While at home with flu, she began reviewing data her team had collected on fermium. She noticed something strange. The fermium nucleus wasn’t always splitting in a way that was consistent with the existing hypothesis. Most nuclei split, as expected, into two unequal parts, but some split into two equal-mass fragments defying conventional theory. Although her observations were initially dismissed by the American Physical Society, colleagues validated the results. It was a major breakthrough in our knowledge of nuclear fission.
Impressed with her work, in 1978, Seaborg invited her to work with him at LBNL. Although she maintained links with Los Alamos, becoming the first woman to lead a scientific department there as head of the nuclear chemistry division, when Seaborg retired he recommended Hoffman to replace him.
At LBNL she continued to discover and characterise heavy elements. She worked her way up through the atomic numbers to hassium, atomic number 108, in addition to helping to verify the existence of even heavier elements. Her team also confirmed the 1974 discovery of element 106, naming it seaborgium in honour of Seaborg, who first identified it in his laboratory (although precedence was also claimed by Soviet scientists, without evidence). Her final posting was as director of the Seaborg Institute for Transactinium Science at LBNL between 1991 and 1996.

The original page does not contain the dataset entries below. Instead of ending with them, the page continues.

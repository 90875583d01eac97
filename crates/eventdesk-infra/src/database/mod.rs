//! Database connection management and repositories.

mod connections;
pub mod memory;

#[cfg(feature = "postgres")]
mod postgres_base;
#[cfg(feature = "postgres")]
pub mod postgres_repo;
#[cfg(feature = "postgres")]
mod schema;

#[cfg(feature = "postgres")]
pub mod entity;

pub use connections::DatabaseConfig;
pub use memory::{InMemoryAttendeeRepository, InMemoryEventRepository, InMemoryUserRepository};

#[cfg(feature = "postgres")]
pub use connections::connect;
#[cfg(feature = "postgres")]
pub use postgres_repo::{
    PostgresAttendeeRepository, PostgresEventRepository, PostgresUserRepository,
};
#[cfg(feature = "postgres")]
pub use schema::ensure_schema;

Her research led to advances in subjects as diverse as the use of radioisotopes in medicine – allowing us to study internal structures of the human body and therapies to destroy cancerous cells – to safer nuclear-reactor designs and techniques for detecting nuclear-weapons proliferation. She formulated safety protocols for nuclear waste management and, similarly, became involved in investigations into nuclear-weapons test sites, checking for radioactive leakage. “There are many practical issues my work can address,” she said, “and many discoveries yet to be made.”
A fellow of the American Physical Society, among many awards she received the National Medal of Science from President Bill Clinton in 1997 and in 2000 was granted the Priestley medal, the American Chemical Society’s highest award.
Her husband died in 2019. Her two children and three grandchildren survive her.